• _YOUR OBJECTIVE_
Reproduce, exactly, the lines of the material below from the line containing "pub fn active_report_id(&self)" through the line containing "pub fn pending_deletions(&self)", with both end lines included and nothing else.

==*==

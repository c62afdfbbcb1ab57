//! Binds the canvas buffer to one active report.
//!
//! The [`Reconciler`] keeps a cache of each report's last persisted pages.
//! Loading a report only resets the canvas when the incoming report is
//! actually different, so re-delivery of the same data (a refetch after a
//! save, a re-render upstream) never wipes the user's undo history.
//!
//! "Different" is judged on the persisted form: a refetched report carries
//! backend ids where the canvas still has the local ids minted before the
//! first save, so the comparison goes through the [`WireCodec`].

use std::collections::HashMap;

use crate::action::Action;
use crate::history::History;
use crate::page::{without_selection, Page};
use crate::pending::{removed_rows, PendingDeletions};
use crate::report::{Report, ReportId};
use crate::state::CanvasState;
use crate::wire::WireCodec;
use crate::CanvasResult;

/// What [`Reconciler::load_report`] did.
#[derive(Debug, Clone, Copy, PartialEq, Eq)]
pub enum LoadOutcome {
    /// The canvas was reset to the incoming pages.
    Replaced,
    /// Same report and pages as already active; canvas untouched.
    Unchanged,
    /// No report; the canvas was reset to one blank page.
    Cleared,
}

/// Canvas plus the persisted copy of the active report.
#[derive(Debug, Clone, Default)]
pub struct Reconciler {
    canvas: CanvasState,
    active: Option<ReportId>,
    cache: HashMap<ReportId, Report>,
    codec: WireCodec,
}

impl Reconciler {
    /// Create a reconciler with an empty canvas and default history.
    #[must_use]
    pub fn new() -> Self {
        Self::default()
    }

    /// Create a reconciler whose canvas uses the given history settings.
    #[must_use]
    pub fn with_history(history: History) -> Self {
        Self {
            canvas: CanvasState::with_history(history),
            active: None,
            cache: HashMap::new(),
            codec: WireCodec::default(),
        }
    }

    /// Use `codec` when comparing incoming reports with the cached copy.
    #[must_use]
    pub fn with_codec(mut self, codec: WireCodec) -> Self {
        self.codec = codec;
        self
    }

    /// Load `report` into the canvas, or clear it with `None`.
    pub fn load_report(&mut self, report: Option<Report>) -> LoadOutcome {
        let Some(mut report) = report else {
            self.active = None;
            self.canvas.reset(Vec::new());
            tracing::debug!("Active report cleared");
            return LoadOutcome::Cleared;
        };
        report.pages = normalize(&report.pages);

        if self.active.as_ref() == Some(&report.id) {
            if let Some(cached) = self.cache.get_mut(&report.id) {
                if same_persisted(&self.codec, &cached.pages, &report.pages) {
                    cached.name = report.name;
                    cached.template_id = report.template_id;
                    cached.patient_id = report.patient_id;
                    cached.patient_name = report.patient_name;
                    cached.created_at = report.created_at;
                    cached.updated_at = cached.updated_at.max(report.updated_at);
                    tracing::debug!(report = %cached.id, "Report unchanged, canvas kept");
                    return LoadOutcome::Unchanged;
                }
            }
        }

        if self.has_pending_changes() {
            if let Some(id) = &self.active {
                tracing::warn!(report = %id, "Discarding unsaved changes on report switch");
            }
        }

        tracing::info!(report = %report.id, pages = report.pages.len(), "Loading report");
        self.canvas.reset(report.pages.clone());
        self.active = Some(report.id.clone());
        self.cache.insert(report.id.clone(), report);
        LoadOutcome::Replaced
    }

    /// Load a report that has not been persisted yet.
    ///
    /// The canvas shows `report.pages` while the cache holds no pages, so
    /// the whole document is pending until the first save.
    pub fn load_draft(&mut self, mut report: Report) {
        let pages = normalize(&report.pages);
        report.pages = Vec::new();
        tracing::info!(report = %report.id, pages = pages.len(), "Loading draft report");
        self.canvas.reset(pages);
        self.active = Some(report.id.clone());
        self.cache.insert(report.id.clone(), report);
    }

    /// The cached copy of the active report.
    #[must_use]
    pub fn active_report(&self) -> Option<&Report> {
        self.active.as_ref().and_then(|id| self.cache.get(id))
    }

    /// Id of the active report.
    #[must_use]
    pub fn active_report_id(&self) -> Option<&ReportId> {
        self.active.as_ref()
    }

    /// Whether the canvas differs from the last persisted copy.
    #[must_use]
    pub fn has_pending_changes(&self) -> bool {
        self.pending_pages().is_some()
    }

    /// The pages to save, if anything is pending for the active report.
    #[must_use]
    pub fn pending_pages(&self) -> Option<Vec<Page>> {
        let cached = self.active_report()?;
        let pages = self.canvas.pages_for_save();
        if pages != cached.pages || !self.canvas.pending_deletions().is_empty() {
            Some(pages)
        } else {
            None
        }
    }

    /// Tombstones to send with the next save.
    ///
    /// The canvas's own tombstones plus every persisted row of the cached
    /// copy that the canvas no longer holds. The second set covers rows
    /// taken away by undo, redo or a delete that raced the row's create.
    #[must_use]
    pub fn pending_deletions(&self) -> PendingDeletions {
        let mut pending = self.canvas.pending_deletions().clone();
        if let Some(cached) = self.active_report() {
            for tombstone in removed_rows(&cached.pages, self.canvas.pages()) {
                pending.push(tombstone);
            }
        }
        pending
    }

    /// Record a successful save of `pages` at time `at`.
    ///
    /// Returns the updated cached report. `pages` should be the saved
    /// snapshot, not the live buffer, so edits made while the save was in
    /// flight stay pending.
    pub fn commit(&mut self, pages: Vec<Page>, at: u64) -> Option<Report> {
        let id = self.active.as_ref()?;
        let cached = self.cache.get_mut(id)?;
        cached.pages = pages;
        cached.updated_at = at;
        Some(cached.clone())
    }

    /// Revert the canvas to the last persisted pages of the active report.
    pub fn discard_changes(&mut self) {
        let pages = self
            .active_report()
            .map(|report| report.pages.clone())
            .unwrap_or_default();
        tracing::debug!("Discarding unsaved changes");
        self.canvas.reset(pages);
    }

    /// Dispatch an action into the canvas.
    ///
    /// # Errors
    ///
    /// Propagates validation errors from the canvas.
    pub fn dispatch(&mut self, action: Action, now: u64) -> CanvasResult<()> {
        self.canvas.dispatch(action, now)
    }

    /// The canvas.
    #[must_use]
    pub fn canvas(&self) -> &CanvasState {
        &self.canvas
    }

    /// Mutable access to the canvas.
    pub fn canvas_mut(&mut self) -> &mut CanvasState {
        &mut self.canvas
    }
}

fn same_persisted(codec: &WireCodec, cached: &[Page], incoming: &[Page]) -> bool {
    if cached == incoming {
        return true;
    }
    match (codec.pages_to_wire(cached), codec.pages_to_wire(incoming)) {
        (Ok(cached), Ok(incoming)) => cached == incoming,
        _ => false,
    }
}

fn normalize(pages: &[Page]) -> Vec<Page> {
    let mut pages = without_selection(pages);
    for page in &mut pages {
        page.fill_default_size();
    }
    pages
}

==*==

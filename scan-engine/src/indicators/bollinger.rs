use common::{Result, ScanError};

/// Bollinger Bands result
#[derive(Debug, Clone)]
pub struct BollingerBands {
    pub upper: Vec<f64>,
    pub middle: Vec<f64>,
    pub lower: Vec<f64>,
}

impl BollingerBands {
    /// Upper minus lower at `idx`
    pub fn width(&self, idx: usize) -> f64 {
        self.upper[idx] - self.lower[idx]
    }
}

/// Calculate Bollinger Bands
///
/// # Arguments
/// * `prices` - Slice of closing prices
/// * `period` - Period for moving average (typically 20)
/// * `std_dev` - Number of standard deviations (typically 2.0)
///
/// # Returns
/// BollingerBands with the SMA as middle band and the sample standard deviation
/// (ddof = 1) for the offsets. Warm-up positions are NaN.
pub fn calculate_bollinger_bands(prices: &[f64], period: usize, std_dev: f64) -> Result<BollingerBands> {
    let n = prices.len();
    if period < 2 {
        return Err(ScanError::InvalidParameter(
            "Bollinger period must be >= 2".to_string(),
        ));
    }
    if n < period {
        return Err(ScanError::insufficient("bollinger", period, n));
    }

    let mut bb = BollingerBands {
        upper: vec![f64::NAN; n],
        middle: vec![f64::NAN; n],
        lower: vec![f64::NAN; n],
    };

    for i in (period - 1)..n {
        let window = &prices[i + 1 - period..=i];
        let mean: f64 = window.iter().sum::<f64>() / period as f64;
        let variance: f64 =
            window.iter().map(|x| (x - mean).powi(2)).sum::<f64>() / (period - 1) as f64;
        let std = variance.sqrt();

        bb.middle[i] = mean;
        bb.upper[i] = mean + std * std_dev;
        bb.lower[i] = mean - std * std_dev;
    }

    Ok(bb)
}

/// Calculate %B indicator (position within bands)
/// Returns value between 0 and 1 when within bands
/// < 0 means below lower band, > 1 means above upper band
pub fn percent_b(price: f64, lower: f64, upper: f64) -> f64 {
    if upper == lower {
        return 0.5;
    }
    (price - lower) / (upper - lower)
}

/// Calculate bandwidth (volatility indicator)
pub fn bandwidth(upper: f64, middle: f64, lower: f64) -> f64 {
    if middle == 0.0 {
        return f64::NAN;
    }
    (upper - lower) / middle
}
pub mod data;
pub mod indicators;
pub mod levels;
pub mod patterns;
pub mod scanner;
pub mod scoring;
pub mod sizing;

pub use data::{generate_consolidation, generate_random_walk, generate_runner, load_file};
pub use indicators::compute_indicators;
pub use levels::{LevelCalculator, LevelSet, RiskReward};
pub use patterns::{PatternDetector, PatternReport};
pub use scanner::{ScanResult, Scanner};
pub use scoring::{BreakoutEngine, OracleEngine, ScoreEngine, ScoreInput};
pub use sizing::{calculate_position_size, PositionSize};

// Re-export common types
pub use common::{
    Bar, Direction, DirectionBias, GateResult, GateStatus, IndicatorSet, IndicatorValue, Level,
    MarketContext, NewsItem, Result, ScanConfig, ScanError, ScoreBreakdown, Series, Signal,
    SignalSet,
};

==*==

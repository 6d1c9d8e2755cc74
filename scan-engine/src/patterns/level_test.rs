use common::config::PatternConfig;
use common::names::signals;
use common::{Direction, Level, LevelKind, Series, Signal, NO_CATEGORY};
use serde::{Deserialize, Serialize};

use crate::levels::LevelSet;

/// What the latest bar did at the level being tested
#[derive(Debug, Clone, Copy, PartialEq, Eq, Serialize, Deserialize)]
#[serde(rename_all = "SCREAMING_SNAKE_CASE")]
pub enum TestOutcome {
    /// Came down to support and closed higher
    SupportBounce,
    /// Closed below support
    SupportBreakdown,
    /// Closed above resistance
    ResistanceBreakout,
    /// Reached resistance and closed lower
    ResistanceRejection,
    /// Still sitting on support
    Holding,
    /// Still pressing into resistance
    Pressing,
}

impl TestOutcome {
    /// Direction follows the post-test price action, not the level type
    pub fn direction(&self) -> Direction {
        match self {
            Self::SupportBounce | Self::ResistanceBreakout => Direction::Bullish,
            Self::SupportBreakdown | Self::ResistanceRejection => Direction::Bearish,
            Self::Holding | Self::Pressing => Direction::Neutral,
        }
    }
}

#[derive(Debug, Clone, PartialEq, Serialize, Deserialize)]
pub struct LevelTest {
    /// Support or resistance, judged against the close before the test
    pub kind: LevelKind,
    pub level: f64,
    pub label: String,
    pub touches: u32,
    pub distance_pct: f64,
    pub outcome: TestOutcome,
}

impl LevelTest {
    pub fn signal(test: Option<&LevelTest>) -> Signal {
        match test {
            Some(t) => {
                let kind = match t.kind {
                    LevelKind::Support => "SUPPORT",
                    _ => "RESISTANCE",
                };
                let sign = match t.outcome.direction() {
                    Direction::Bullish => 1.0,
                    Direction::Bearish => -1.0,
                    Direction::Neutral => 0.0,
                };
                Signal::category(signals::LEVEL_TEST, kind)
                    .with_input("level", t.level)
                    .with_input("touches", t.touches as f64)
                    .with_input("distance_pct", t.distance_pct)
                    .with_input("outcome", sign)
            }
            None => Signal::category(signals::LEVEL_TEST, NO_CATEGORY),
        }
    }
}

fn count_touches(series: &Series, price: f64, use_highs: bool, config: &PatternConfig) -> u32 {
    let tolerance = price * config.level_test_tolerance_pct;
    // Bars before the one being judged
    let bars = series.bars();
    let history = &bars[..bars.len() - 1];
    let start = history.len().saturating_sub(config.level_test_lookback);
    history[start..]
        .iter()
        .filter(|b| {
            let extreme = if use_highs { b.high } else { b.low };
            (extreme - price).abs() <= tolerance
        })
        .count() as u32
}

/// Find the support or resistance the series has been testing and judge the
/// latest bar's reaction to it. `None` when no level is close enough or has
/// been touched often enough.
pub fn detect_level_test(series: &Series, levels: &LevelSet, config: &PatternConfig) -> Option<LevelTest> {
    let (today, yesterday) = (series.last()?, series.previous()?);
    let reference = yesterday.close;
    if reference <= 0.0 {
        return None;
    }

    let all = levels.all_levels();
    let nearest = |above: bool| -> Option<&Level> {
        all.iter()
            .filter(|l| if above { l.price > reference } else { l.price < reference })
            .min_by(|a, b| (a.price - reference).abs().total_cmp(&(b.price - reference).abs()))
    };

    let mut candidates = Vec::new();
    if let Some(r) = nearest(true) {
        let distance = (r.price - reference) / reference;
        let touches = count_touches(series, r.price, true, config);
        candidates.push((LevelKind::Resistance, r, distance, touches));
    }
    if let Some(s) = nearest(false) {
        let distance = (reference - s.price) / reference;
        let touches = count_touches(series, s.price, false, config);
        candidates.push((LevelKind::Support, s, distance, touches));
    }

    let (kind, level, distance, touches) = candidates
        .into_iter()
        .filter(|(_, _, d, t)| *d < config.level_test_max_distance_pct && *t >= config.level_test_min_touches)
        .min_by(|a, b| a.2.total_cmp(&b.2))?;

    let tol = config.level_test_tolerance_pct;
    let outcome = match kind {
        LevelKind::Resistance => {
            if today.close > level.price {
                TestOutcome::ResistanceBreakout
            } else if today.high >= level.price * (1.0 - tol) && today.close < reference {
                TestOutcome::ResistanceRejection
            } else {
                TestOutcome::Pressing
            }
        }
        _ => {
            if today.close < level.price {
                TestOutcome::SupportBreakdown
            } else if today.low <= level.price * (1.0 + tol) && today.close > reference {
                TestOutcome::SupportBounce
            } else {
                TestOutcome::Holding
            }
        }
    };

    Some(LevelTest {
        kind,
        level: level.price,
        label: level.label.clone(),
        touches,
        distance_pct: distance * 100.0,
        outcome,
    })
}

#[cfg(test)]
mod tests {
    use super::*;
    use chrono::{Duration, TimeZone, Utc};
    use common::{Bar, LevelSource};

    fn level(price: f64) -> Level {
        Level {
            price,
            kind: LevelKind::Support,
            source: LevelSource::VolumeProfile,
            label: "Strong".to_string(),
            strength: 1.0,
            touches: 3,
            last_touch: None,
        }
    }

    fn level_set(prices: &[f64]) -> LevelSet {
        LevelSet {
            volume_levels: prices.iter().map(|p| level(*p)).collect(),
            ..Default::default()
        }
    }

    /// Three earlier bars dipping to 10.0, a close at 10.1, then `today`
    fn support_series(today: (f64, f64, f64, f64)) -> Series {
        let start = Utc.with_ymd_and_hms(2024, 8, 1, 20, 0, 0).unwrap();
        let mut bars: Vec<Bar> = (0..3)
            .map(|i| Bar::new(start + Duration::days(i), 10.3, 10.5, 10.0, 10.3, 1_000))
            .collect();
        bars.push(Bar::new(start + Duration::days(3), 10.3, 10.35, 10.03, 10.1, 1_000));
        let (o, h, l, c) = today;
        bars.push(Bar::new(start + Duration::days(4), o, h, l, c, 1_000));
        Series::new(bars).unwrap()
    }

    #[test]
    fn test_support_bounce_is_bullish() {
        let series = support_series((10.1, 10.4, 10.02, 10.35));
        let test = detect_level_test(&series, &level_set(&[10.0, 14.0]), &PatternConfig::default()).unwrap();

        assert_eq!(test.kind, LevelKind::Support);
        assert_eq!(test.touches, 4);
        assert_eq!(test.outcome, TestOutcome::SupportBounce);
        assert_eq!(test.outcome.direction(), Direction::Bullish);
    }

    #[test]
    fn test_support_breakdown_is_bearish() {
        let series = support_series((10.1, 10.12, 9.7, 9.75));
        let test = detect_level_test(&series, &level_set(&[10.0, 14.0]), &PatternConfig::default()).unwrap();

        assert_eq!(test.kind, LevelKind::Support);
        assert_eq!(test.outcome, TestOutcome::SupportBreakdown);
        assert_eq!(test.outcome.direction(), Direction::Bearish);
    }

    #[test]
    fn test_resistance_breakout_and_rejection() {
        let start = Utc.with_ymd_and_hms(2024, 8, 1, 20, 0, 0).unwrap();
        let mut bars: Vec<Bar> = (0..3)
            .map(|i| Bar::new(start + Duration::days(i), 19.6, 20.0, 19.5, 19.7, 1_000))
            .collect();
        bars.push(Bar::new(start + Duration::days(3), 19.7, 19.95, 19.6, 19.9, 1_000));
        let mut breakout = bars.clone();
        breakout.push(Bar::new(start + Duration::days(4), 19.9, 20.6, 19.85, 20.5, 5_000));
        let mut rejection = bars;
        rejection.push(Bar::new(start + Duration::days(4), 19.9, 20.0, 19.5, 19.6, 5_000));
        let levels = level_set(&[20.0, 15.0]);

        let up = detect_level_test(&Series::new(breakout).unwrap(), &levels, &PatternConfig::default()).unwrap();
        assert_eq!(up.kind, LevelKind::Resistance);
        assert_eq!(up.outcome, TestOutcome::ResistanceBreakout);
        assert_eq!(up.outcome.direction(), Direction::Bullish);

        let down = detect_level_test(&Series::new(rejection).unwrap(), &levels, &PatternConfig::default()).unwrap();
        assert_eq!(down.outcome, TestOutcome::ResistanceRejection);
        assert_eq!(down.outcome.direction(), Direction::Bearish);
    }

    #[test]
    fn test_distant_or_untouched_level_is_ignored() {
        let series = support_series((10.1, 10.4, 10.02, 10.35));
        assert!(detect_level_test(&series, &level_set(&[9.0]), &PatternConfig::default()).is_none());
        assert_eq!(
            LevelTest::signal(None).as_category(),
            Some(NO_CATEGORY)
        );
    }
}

==*==

• _WRITTEN RESPONSE_
    pub fn active_report_id(&self) -> Option<&ReportId> {
        self.active.as_ref()
    }

    /// Whether the canvas differs from the last persisted copy.
    #[must_use]
    pub fn has_pending_changes(&self) -> bool {
        self.pending_pages().is_some()
    }

    /// The pages to save, if anything is pending for the active report.
    #[must_use]
    pub fn pending_pages(&self) -> Option<Vec<Page>> {
        let cached = self.active_report()?;
        let pages = self.canvas.pages_for_save();
        if pages != cached.pages || !self.canvas.pending_deletions().is_empty() {
            Some(pages)
        } else {
            None
        }
    }

    /// Tombstones to send with the next save.
    ///
    /// The canvas's own tombstones plus every persisted row of the cached
    /// copy that the canvas no longer holds. The second set covers rows
    /// taken away by undo, redo or a delete that raced the row's create.
    #[must_use]
    pub fn pending_deletions(&self) -> PendingDeletions {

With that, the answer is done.